One, the traditional approach, assigns the same value to all lives
that might benefit from a regulation; the other assigns different
values depending on age.

"OMB believes each method has advantages and limitations, and thus the
results of both methods should be presented to policy-makers," Graham
said in an interview.

Graham's attempt to put a price tag on what some consider priceless
has a political purpose, critics said: By placing less value on whole
categories of Americans, it is easier for the Republican White House –
which often views regulations as an expensive burden on business – to
argue that the cost of a new rule outweighs the public benefit.

As director of OMB's Office of Information and Regulatory Affairs, the
46-year-old Graham rules on all major health, safety and environmental
standards.

While a Harvard professor, he became a celebrated cost-benefit expert
who often questioned the way government regulated pollutants.

Since joining the Bush White House in 2001, Graham has urged the EPA
to use what critics call the "senior death discount" when considering
new rules to reduce pollution from power plants, snowmobiles and
off-road vehicles.

The discount considered the lives of those 70 and older as 37 percent
less valuable than those of younger people.

After seniors and environmentalists protested, Whitman said on May 7
that the practice would stop.

Another approach
Graham said the calculation would not be used for now, leaving the
impression that age would no longer be a regulatory consideration.
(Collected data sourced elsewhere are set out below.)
//! Cross-reference resolution.
//!
//! Turns a `(document, element, label override)` triple into something the
//! emitter can write: a clickable anchor with resolved address and label, or
//! a plain-text fallback when the target cannot be captured. Only two
//! conditions are fatal here, and both are link-integrity violations on a
//! *captured* document: a missing element id, and an element id the host
//! generated (those are unstable across edits).

use log::debug;

use crate::error::RenderError;
use crate::host::{CaptureDepth, DocumentHost, batch_anchor};
use crate::model::DocRef;

/// Outcome of resolving one cross-reference
#[derive(Debug, Clone, PartialEq)]
pub enum ResolvedLink {
    /// Target captured; render an anchor
    Anchor {
        /// Final clickable address: a local `#…` fragment for in-batch
        /// targets, a host-composed path otherwise
        href: String,

        /// Display text, per the label precedence rules
        label: String,

        /// CSS class of the targeted element kind, if the host defines one
        css_class: Option<String>,

        /// 0-based batch position; rendered as a 1-based `[n]` marker
        ordinal: Option<usize>,
    },

    /// Target not captured; render the label as plain escaped text, no anchor
    Broken { label: String },
}

/// Resolve one cross-reference against the host.
///
/// Captures at [`CaptureDepth::Metadata`] when an element id is given (the
/// element index is needed), at [`CaptureDepth::Page`] otherwise. The target
/// is captured and the element validated even when `label_override` already
/// fixes the display text, so stale references fail loudly instead of
/// rendering a correct-looking label over a dead fragment.
///
/// Label precedence: override, then the found element's label, then the
/// captured document's title. An uncaptured target falls back to the
/// override or to `¿routable_path?`.
pub fn resolve_link<H: DocumentHost>(
    host: &H,
    doc: &DocRef,
    element: Option<&str>,
    label_override: Option<&str>,
) -> Result<ResolvedLink, RenderError> {
    let depth = if element.is_some() { CaptureDepth::Metadata } else { CaptureDepth::Page };
    let captured = if host.is_accessible(doc) { host.capture(doc, depth) } else { None };

    let Some(document) = captured else {
        debug!("target {} not captured, rendering fallback text", doc.routable_path());
        let label = match label_override {
            Some(value) => value.to_string(),
            None => format!("¿{}?", doc.routable_path()),
        };
        return Ok(ResolvedLink::Broken { label });
    };

    let found = match element {
        Some(id) => {
            let Some(info) = document.element_by_id(id) else {
                return Err(RenderError::ElementNotFound { doc: doc.clone(), id: id.to_string() });
            };
            if document.is_generated_id(id) {
                return Err(RenderError::GeneratedIdLink { doc: doc.clone(), id: id.to_string() });
            }
            Some(info)
        }
        None => None,
    };

    let ordinal = host.batch_index(doc);
    let href = match ordinal {
        Some(ix) => format!("#{}", batch_anchor(ix, element)),
        None => {
            let mut path = doc.routable_path();
            if let Some(id) = element {
                path.push('#');
                path.push_str(id);
            }
            host.href(&path)
        }
    };

    let label = if let Some(value) = label_override {
        value.to_string()
    } else if let Some(info) = found {
        info.label.clone()
    } else {
        document.title.clone()
    };

    let css_class = found.and_then(|info| info.link_css_class.clone());
    Ok(ResolvedLink::Anchor { href, label, css_class, ordinal })
}

#[cfg(test)]
mod tests {
    use super::*;
    use crate::host::{Document, StaticHost};

    fn doc(path: &str) -> DocRef {
        DocRef::new("/accounts", path)
    }

    fn host_with_mail() -> StaticHost {
        let mut host = StaticHost::new().with_context_path("/wiki");
        host.add_document(
            doc("/mail.page"),
            Document::new("Mail Settings")
                .with_element("imap", "IMAP", Some("settingLink"))
                .with_generated_element("step-3", "Step 3"),
        );
        host
    }

    #[test]
    fn test_title_link_out_of_batch() {
        let host = host_with_mail();
        let link = resolve_link(&host, &doc("/mail.page"), None, None).unwrap();
        assert_eq!(
            link,
            ResolvedLink::Anchor {
                href: "/wiki/accounts/mail.page".to_string(),
                label: "Mail Settings".to_string(),
                css_class: None,
                ordinal: None,
            }
        );
    }

    #[test]
    fn test_element_link_carries_fragment_and_class() {
        let host = host_with_mail();
        let link = resolve_link(&host, &doc("/mail.page"), Some("imap"), None).unwrap();
        assert_eq!(
            link,
            ResolvedLink::Anchor {
                href: "/wiki/accounts/mail.page#imap".to_string(),
                label: "IMAP".to_string(),
                css_class: Some("settingLink".to_string()),
                ordinal: None,
            }
        );
    }

    #[test]
    fn test_in_batch_targets_use_local_fragments() {
        let mut host = host_with_mail();
        host.add_document(doc("/other.page"), Document::new("Other"));
        host.set_batch(vec![doc("/other.page"), doc("/mail.page")]);

        let whole_doc = resolve_link(&host, &doc("/mail.page"), None, None).unwrap();
        assert_eq!(
            whole_doc,
            ResolvedLink::Anchor {
                href: "#page2".to_string(),
                label: "Mail Settings".to_string(),
                css_class: None,
                ordinal: Some(1),
            }
        );

        let element = resolve_link(&host, &doc("/mail.page"), Some("imap"), None).unwrap();
        match element {
            ResolvedLink::Anchor { href, ordinal, .. } => {
                assert_eq!(href, "#page2-imap");
                assert_eq!(ordinal, Some(1));
            }
            other => panic!("expected anchor, got {other:?}"),
        }
    }

    #[test]
    fn test_override_label_wins_but_still_validates() {
        let host = host_with_mail();

        let link =
            resolve_link(&host, &doc("/mail.page"), Some("imap"), Some("our IMAP box")).unwrap();
        match link {
            ResolvedLink::Anchor { label, .. } => assert_eq!(label, "our IMAP box"),
            other => panic!("expected anchor, got {other:?}"),
        }

        // A stale element id is fatal even though the display text is fixed.
        let err = resolve_link(&host, &doc("/mail.page"), Some("gone"), Some("label"));
        assert!(matches!(err, Err(RenderError::ElementNotFound { .. })));
    }

    #[test]
    fn test_generated_ids_are_rejected() {
        let host = host_with_mail();
        let err = resolve_link(&host, &doc("/mail.page"), Some("step-3"), None);
        assert!(matches!(err, Err(RenderError::GeneratedIdLink { .. })));
    }

    #[test]
    fn test_uncaptured_targets_fall_back_to_text() {
        let mut host = host_with_mail();
        host.add_inaccessible(doc("/private.page"));

        let broken = resolve_link(&host, &doc("/private.page"), Some("any"), None).unwrap();
        assert_eq!(broken, ResolvedLink::Broken { label: "¿/accounts/private.page?".to_string() });

        let labeled =
            resolve_link(&host, &doc("/missing.page"), None, Some("old server")).unwrap();
        assert_eq!(labeled, ResolvedLink::Broken { label: "old server".to_string() });
    }
}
But according to the manual the White House is now reviewing, Graham
wants federal agencies to use another approach that considers age:
This one weighs the cost of a new rule against how many years it might
add to a person's life.

"It is precisely because seniors have relatively few life years
remaining that (we) have an obligation to make sure that their
preferences are weighed carefully in regulatory analysis," said
Graham. He noted that the approach values each year of life for
someone over 65 at $273,000, and for someone younger at $172,000.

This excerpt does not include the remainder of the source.